The task:
Below are lines of data; count those that contain "impl" and give the total alone.

[Records from a data collection]
——————

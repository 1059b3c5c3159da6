use std::fmt::Display;

use arcstr::ArcStr;
use packlet_utils::lines_count::line_and_column;

/// Where a reference was written: 1-based `line`/`column` plus the byte range `[start, end)`.
#[derive(Debug, Clone, PartialEq, Eq)]
pub struct SourceLocation {
  pub path: ArcStr,
  pub line: u32,
  pub column: u32,
  pub start: u32,
  pub end: u32,
}

impl SourceLocation {
  pub fn compute(source: &str, path: impl Into<ArcStr>, start: u32, end: u32) -> Self {
    let (line, column) = line_and_column(source, start as usize);
    Self { path: path.into(), line, column, start, end }
  }
}

impl Display for SourceLocation {
  fn fmt(&self, f: &mut std::fmt::Formatter<'_>) -> std::fmt::Result {
    write!(f, "{}:{}:{}", self.path, self.line, self.column)
  }
}

#[test]
fn test_compute_source_location() {
  let source = "const a = 1;\nconst b = import('./b.js');\n";
  let location = SourceLocation::compute(source, "/project/main.js", 23, 39);
  assert_eq!(location.line, 2);
  assert_eq!(location.column, 11);
  assert_eq!(location.to_string(), "/project/main.js:2:11");
}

——————

Written solution:
3